*** Opening of Records for this task ***
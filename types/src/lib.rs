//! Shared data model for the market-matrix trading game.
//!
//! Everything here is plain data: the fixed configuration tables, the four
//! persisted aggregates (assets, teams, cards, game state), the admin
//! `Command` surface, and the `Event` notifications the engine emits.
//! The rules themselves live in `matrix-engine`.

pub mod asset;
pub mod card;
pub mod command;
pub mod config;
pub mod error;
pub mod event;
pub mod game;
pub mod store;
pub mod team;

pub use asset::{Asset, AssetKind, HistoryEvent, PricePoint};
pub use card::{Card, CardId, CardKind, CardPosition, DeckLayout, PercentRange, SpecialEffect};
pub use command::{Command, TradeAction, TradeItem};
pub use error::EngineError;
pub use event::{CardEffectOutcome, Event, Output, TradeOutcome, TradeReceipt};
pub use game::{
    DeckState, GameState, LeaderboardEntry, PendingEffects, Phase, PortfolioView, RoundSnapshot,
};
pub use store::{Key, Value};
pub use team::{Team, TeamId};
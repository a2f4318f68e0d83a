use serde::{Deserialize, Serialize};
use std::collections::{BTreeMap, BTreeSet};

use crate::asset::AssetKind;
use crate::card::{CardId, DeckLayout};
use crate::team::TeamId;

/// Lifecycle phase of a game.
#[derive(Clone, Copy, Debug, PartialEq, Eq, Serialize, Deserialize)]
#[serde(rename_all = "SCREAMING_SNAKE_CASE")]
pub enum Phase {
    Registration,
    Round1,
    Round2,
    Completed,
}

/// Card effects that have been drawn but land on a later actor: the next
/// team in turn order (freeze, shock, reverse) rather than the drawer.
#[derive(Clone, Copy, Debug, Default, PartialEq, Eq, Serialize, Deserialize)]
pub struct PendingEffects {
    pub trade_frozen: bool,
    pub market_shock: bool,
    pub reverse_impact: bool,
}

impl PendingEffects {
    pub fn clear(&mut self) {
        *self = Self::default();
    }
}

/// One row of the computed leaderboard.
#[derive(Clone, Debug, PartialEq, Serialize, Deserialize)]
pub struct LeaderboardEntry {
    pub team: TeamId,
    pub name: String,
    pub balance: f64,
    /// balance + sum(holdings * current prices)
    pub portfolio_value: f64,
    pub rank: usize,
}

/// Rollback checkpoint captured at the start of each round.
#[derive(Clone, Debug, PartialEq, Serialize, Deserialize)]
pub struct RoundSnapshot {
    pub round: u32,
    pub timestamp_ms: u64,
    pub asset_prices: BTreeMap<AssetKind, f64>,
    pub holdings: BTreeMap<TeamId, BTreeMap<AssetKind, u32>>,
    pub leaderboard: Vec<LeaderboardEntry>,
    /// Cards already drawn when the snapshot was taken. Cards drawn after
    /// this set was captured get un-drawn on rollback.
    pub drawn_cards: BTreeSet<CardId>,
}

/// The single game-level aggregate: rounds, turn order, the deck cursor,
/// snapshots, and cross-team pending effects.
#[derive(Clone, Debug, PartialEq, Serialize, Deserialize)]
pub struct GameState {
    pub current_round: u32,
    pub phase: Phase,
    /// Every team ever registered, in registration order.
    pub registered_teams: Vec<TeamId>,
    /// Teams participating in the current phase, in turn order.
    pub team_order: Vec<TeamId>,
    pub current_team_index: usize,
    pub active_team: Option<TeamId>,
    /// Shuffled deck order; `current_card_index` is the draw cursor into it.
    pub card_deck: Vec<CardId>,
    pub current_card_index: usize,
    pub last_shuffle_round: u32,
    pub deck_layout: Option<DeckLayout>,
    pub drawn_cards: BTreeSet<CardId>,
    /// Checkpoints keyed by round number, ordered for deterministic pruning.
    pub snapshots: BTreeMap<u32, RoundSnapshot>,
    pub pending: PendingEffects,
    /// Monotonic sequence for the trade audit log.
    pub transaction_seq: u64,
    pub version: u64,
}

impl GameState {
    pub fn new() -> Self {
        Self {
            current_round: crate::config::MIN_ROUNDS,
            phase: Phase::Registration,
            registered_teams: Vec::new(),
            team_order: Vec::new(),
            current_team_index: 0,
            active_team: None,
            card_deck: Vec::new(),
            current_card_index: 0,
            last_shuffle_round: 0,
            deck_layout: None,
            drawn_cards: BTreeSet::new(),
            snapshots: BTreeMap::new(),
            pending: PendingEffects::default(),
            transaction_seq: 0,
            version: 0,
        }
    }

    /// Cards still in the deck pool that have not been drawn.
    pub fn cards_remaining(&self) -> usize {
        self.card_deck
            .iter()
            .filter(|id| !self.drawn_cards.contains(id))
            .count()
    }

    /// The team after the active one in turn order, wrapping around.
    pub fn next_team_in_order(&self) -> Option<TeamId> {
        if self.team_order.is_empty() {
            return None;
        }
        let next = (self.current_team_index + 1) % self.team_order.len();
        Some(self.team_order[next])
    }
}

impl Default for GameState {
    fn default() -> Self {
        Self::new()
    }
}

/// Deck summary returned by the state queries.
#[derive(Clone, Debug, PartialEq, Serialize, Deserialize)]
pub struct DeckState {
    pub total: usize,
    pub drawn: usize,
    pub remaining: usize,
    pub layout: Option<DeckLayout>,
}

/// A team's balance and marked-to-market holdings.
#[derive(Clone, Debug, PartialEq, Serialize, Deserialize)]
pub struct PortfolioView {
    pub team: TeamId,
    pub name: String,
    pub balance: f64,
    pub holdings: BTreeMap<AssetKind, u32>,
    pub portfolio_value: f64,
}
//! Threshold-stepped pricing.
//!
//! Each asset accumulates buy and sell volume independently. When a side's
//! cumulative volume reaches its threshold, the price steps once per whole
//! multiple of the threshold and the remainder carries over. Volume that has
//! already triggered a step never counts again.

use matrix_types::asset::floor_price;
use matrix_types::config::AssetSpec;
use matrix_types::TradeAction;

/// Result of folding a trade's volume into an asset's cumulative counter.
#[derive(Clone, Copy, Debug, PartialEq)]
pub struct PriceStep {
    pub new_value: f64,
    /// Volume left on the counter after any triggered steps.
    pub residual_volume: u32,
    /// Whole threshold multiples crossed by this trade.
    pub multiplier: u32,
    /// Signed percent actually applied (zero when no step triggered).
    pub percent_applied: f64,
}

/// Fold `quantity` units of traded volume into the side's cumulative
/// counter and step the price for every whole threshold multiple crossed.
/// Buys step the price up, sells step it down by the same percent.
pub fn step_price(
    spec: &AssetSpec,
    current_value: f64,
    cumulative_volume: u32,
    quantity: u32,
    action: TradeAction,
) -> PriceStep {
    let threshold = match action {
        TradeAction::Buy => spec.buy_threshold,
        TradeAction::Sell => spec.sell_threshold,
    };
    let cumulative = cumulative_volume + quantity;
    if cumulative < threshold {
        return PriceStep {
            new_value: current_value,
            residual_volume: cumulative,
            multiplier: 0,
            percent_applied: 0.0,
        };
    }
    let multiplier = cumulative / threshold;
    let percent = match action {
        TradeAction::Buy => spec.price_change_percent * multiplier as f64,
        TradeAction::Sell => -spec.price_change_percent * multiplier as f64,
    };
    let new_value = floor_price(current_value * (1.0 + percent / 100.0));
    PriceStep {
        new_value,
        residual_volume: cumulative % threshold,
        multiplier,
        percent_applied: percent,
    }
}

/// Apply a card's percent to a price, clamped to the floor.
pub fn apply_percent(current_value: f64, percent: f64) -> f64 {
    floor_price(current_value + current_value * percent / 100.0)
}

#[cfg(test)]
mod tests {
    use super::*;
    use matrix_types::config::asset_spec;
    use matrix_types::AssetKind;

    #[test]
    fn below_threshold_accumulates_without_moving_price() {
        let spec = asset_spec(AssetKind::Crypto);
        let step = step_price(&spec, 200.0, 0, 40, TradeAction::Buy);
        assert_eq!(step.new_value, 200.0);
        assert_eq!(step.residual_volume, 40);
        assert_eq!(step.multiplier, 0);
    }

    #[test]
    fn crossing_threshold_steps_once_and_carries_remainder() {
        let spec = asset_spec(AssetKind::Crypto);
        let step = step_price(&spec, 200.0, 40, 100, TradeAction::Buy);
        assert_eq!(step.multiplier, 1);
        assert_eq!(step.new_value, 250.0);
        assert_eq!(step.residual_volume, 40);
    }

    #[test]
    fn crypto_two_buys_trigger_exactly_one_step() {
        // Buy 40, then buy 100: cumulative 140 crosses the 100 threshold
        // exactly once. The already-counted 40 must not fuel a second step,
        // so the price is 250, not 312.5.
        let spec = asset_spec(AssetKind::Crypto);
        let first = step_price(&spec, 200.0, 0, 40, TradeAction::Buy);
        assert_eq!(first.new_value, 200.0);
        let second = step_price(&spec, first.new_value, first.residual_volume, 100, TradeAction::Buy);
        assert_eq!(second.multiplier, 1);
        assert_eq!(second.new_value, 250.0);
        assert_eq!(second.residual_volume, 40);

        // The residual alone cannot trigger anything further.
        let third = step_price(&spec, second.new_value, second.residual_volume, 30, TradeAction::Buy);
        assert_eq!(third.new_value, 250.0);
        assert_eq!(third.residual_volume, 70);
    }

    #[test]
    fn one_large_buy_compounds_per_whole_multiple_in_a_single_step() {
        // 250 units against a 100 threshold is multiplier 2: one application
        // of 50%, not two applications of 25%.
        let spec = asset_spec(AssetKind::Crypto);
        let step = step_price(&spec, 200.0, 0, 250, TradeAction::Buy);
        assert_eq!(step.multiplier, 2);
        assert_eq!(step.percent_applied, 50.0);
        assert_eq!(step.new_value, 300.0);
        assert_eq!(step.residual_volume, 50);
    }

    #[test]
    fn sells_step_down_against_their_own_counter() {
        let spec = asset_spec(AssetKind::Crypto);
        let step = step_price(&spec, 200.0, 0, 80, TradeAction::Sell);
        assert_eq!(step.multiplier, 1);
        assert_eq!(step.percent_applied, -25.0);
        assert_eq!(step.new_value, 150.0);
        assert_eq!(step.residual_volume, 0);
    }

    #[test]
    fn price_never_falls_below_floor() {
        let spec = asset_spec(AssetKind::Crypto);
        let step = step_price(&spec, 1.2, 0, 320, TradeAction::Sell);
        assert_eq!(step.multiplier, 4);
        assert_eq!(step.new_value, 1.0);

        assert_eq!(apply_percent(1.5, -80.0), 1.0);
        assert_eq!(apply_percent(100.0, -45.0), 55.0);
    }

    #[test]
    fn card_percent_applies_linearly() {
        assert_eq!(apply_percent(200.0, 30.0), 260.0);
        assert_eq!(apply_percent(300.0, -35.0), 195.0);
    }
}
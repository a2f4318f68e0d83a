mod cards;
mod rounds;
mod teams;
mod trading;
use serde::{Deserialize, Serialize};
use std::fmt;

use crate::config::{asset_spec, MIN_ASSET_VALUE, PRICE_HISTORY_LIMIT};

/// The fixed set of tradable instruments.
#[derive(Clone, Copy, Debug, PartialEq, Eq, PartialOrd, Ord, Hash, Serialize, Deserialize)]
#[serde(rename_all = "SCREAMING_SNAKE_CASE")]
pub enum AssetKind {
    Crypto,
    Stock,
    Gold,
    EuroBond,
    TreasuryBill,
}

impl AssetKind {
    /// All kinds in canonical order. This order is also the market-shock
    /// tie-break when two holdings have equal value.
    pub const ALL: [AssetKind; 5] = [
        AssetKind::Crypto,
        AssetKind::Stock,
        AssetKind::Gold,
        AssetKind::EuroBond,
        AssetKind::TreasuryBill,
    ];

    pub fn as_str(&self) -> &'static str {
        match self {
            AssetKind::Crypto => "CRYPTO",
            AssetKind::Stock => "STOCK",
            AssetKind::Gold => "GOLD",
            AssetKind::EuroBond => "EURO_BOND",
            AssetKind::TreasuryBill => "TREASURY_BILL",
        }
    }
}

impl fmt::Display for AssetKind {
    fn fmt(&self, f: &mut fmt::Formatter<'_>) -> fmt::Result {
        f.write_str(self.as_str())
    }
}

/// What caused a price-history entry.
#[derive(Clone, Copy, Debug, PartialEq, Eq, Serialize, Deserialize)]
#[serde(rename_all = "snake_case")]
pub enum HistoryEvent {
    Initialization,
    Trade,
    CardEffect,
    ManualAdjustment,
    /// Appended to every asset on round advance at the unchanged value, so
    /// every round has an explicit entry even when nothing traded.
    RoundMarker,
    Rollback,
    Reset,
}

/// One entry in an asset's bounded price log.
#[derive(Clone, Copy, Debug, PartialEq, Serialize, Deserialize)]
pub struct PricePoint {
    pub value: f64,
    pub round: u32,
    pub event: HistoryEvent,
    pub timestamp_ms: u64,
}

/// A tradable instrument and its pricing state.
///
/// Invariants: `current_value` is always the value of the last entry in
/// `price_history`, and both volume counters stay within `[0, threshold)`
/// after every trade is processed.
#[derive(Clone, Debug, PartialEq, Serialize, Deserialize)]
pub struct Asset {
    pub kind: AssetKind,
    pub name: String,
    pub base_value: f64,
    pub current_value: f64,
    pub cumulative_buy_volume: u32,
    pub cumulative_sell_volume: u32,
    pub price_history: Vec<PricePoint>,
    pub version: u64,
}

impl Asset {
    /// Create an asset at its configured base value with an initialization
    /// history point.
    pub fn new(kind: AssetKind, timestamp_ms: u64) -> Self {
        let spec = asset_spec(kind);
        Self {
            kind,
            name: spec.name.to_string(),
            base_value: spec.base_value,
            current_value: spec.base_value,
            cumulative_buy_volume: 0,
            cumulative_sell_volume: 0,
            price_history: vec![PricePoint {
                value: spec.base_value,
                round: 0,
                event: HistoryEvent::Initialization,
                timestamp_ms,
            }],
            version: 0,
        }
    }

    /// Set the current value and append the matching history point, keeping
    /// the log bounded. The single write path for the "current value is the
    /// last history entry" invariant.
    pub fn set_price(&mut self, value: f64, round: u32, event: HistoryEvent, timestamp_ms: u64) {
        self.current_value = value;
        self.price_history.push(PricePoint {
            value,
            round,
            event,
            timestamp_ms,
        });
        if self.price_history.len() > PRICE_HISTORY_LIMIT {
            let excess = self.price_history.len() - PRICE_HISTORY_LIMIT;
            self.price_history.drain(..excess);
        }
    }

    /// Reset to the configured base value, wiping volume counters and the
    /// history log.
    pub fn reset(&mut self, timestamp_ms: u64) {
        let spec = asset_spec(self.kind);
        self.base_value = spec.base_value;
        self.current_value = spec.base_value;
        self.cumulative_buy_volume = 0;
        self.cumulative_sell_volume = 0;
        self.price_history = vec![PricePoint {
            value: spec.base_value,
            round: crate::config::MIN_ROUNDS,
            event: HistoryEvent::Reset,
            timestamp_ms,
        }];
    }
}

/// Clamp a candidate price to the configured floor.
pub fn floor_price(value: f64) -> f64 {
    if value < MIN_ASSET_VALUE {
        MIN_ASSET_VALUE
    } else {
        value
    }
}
*** Close of Records for this task ***
**What needs to be done**
Only the lines from the one with "self.current_value = value;" through the final line above should be repeated, each exactly as written.

**Result below**
        self.current_value = value;
        self.price_history.push(PricePoint {
            value,
            round,
            event,
            timestamp_ms,
        });
        if self.price_history.len() > PRICE_HISTORY_LIMIT {
            let excess = self.price_history.len() - PRICE_HISTORY_LIMIT;
            self.price_history.drain(..excess);
        }
    }

    /// Reset to the configured base value, wiping volume counters and the
    /// history log.
    pub fn reset(&mut self, timestamp_ms: u64) {
        let spec = asset_spec(self.kind);
        self.base_value = spec.base_value;
        self.current_value = spec.base_value;
        self.cumulative_buy_volume = 0;
        self.cumulative_sell_volume = 0;
        self.price_history = vec![PricePoint {
            value: spec.base_value,
            round: crate::config::MIN_ROUNDS,
            event: HistoryEvent::Reset,
            timestamp_ms,
        }];
    }
}

/// Clamp a candidate price to the configured floor.
pub fn floor_price(value: f64) -> f64 {
    if value < MIN_ASSET_VALUE {
        MIN_ASSET_VALUE
    } else {
        value
    }
}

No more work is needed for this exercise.